REQUIRED ACTION:
Scan the entries for lines with the word "drop", then copy those lines.

Stored data entries

//! Per-feed dynamic state: the part of a feed that changes between
//! runs and must survive them. Static configuration (url, addresses,
//! policy flags) lives in the config file, not here.

use indexmap::IndexMap;
use serde::{Deserialize, Serialize};
use std::collections::HashSet;

/// How many stale guids a `--clean` run keeps around.
///
/// Some feeds transiently drop their newest items and re-add them on
/// the next fetch; pruning those immediately would re-send them as new.
/// Keeping the three most recent stale entries bounds that duplicate
/// window at 3. The value is inherited, not derived.
pub const STALE_KEEP: usize = 3;

fn is_false(b: &bool) -> bool {
    !b
}

/// What we remember about one delivered guid.
#[derive(Debug, Clone, Default, PartialEq, Eq, Serialize, Deserialize)]
pub struct SeenEntry {
    /// Content hash used for change detection.
    pub hash: String,
    /// Message-ID of the last *delivered* message for this guid; the
    /// anchor for reply-chain threading. Never advanced by dry runs.
    #[serde(default, skip_serializing_if = "Option::is_none")]
    pub message_id: Option<String>,
    /// Marked when the guid disappeared from the feed; stale entries
    /// beyond [`STALE_KEEP`] are pruned on `--clean`.
    #[serde(default, skip_serializing_if = "is_false")]
    pub old: bool,
}

/// Dynamic state for one feed, persisted in the datafile.
#[derive(Debug, Clone, Default, PartialEq, Eq, Serialize, Deserialize)]
pub struct FeedState {
    pub name: String,
    /// HTTP conditional-fetch validators from the last successful
    /// fetch.
    #[serde(default)]
    pub etag: Option<String>,
    #[serde(default)]
    pub modified: Option<String>,
    /// guid -> last-seen state, in insertion (first-seen) order.
    #[serde(default)]
    pub seen: IndexMap<String, SeenEntry>,
}

impl FeedState {
    pub fn new(name: impl Into<String>) -> Self {
        Self {
            name: name.into(),
            ..Self::default()
        }
    }

    /// Forget everything dynamic: validators and the seen map. The next
    /// run re-delivers the whole feed.
    pub fn reset(&mut self) {
        self.etag = None;
        self.modified = None;
        self.seen.clear();
    }

    /// Record a delivered (or dry-run-processed) entry state.
    ///
    /// `message_id` is `None` on dry runs so the stored id still points
    /// at the last message that actually went out.
    pub fn record(&mut self, guid: &str, hash: &str, message_id: Option<String>) {
        let entry = self.seen.entry(guid.to_string()).or_default();
        entry.hash = hash.to_string();
        entry.old = false;
        if let Some(id) = message_id {
            entry.message_id = Some(id);
        }
    }

    /// Clean-pruning policy: mark every remembered guid that is absent
    /// from `live` as stale, keep the [`STALE_KEEP`] most recently
    /// inserted stale entries (unmarked), and drop the rest. Returns
    /// the number of pruned guids.
    ///
    /// Callers must only invoke this when the fetch returned at least
    /// one entry; an empty (or failed) fetch says nothing about which
    /// guids are gone.
    pub fn prune_stale(&mut self, live: &HashSet<&str>) -> usize {
        for (guid, entry) in self.seen.iter_mut() {
            entry.old = !live.contains(guid.as_str());
        }

        let mut kept = 0usize;
        let mut doomed: Vec<String> = Vec::new();
        // Newest insertions last, so walk in reverse.
        for (guid, entry) in self.seen.iter_mut().rev() {
            if !entry.old {
                continue;
            }
            if kept < STALE_KEEP {
                entry.old = false;
                kept += 1;
            } else {
                doomed.push(guid.clone());
            }
        }
        for guid in &doomed {
            // shift_remove keeps the insertion order of the survivors.
            self.seen.shift_remove(guid);
        }
        doomed.len()
    }
}
//! Integration tests for the persistent store and the command layer:
//! datafile migration, atomic saves, lock exclusion, and a dry-run
//! through `commands::run` against a real (mock) server.

use std::path::PathBuf;

use feedmail::commands::{self, Paths};
use feedmail::feed::RunOptions;
use feedmail::store::{FeedStore, StoreLock, DATAFILE_VERSION};
use wiremock::matchers::method;
use wiremock::{Mock, MockServer, ResponseTemplate};

fn temp_dir(tag: &str) -> PathBuf {
    let dir = std::env::temp_dir().join(format!("feedmail_it_store_{tag}"));
    std::fs::remove_dir_all(&dir).ok();
    std::fs::create_dir_all(&dir).unwrap();
    dir
}

// ============================================================================
// Datafile format
// ============================================================================

#[test]
fn test_v1_datafile_upgrades_in_place_on_next_save() {
    let dir = temp_dir("migrate");
    let datafile = dir.join("feeds.json");
    std::fs::write(
        &datafile,
        r#"{"version": 1, "feeds": [{"name": "legacy", "seen": {"guid-a": "key-a"}}]}"#,
    )
    .unwrap();

    let store = FeedStore::load(&datafile, true).unwrap();
    assert_eq!(store.get("legacy").unwrap().seen["guid-a"].hash, "key-a");
    store.save().unwrap();

    let text = std::fs::read_to_string(&datafile).unwrap();
    let value: serde_json::Value = serde_json::from_str(&text).unwrap();
    assert_eq!(value["version"], DATAFILE_VERSION);
    assert_eq!(value["feeds"][0]["seen"]["guid-a"]["hash"], "key-a");

    std::fs::remove_dir_all(&dir).ok();
}

#[test]
fn test_future_datafile_version_refuses_to_load() {
    let dir = temp_dir("future");
    let datafile = dir.join("feeds.json");
    std::fs::write(&datafile, r#"{"version": 99, "feeds": []}"#).unwrap();

    let err = FeedStore::load(&datafile, true).unwrap_err();
    assert!(err.to_string().contains("version 99"));

    std::fs::remove_dir_all(&dir).ok();
}

#[test]
fn test_save_leaves_no_temp_files_behind() {
    let dir = temp_dir("atomic");
    let datafile = dir.join("feeds.json");

    let mut store = FeedStore::load(&datafile, false).unwrap();
    store.state_mut("f").record("g", "h", None);
    store.save().unwrap();
    store.save().unwrap();

    let names: Vec<String> = std::fs::read_dir(&dir)
        .unwrap()
        .map(|e| e.unwrap().file_name().to_string_lossy().into_owned())
        .collect();
    assert_eq!(names, vec!["feeds.json"]);

    std::fs::remove_dir_all(&dir).ok();
}

// ============================================================================
// Locking
// ============================================================================

#[test]
fn test_lock_excludes_a_second_instance() {
    let dir = temp_dir("lock");
    let lock_path = FeedStore::lock_path(&dir.join("feeds.json"));

    let held = StoreLock::acquire(&lock_path).unwrap();
    assert!(StoreLock::try_acquire(&lock_path).unwrap().is_none());
    drop(held);
    assert!(StoreLock::try_acquire(&lock_path).unwrap().is_some());

    std::fs::remove_dir_all(&dir).ok();
}

// ============================================================================
// Command layer end-to-end (dry run, so no MTA involved)
// ============================================================================

async fn serve_feed() -> MockServer {
    let server = MockServer::start().await;
    Mock::given(method("GET"))
        .respond_with(ResponseTemplate::new(200).set_body_string(
            "<?xml version=\"1.0\"?><rss version=\"2.0\"><channel><title>t</title>\
             <item><guid>g1</guid><title>Hello</title>\
             <description>world</description></item></channel></rss>",
        ))
        .mount(&server)
        .await;
    server
}

#[tokio::test]
async fn test_add_then_dry_run_records_state() {
    let dir = temp_dir("dry_run");
    let paths = Paths {
        config: dir.join("config.toml"),
        data: dir.join("feeds.json"),
    };
    let server = serve_feed().await;

    commands::add(&paths, "blog", &server.uri(), Some("inbox@example.com")).unwrap();
    commands::run(
        &paths,
        RunOptions {
            send: false,
            clean: false,
        },
        &[],
    )
    .await
    .unwrap();

    let store = FeedStore::load(&paths.data, true).unwrap();
    let state = store.get("blog").unwrap();
    assert!(state.seen.contains_key("g1"));
    assert!(state.seen["g1"].message_id.is_none(), "dry run sends nothing");

    std::fs::remove_dir_all(&dir).ok();
}

#[tokio::test]
async fn test_paused_feed_is_skipped_by_run() {
    let dir = temp_dir("paused");
    let paths = Paths {
        config: dir.join("config.toml"),
        data: dir.join("feeds.json"),
    };
    let server = serve_feed().await;

    commands::add(&paths, "blog", &server.uri(), Some("inbox@example.com")).unwrap();
    commands::set_active(&paths, &["blog".to_string()], false).unwrap();
    commands::run(
        &paths,
        RunOptions {
            send: false,
            clean: false,
        },
        &[],
    )
    .await
    .unwrap();

    let store = FeedStore::load(&paths.data, false).unwrap();
    assert!(store
        .get("blog")
        .map(|s| s.seen.is_empty())
        .unwrap_or(true));

    std::fs::remove_dir_all(&dir).ok();
}

#[tokio::test]
async fn test_failing_feed_does_not_block_the_next_one() {
    let dir = temp_dir("partial");
    let paths = Paths {
        config: dir.join("config.toml"),
        data: dir.join("feeds.json"),
    };

    let broken = MockServer::start().await;
    Mock::given(method("GET"))
        .respond_with(ResponseTemplate::new(500))
        .mount(&broken)
        .await;
    let working = serve_feed().await;

    commands::add(&paths, "broken", &broken.uri(), Some("inbox@example.com")).unwrap();
    commands::add(&paths, "working", &working.uri(), Some("inbox@example.com")).unwrap();

    let err = commands::run(
        &paths,
        RunOptions {
            send: false,
            clean: false,
        },
        &[],
    )
    .await
    .unwrap_err();
    assert!(err.to_string().contains("1 of 2 feeds failed"));

    // The working feed's progress was saved despite the failure.
    let store = FeedStore::load(&paths.data, true).unwrap();
    assert!(store.get("working").unwrap().seen.contains_key("g1"));

    std::fs::remove_dir_all(&dir).ok();
}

RESULT FOR THIS TASK:
/// Some feeds transiently drop their newest items and re-add them on
    /// inserted stale entries (unmarked), and drop the rest. Returns
    drop(held);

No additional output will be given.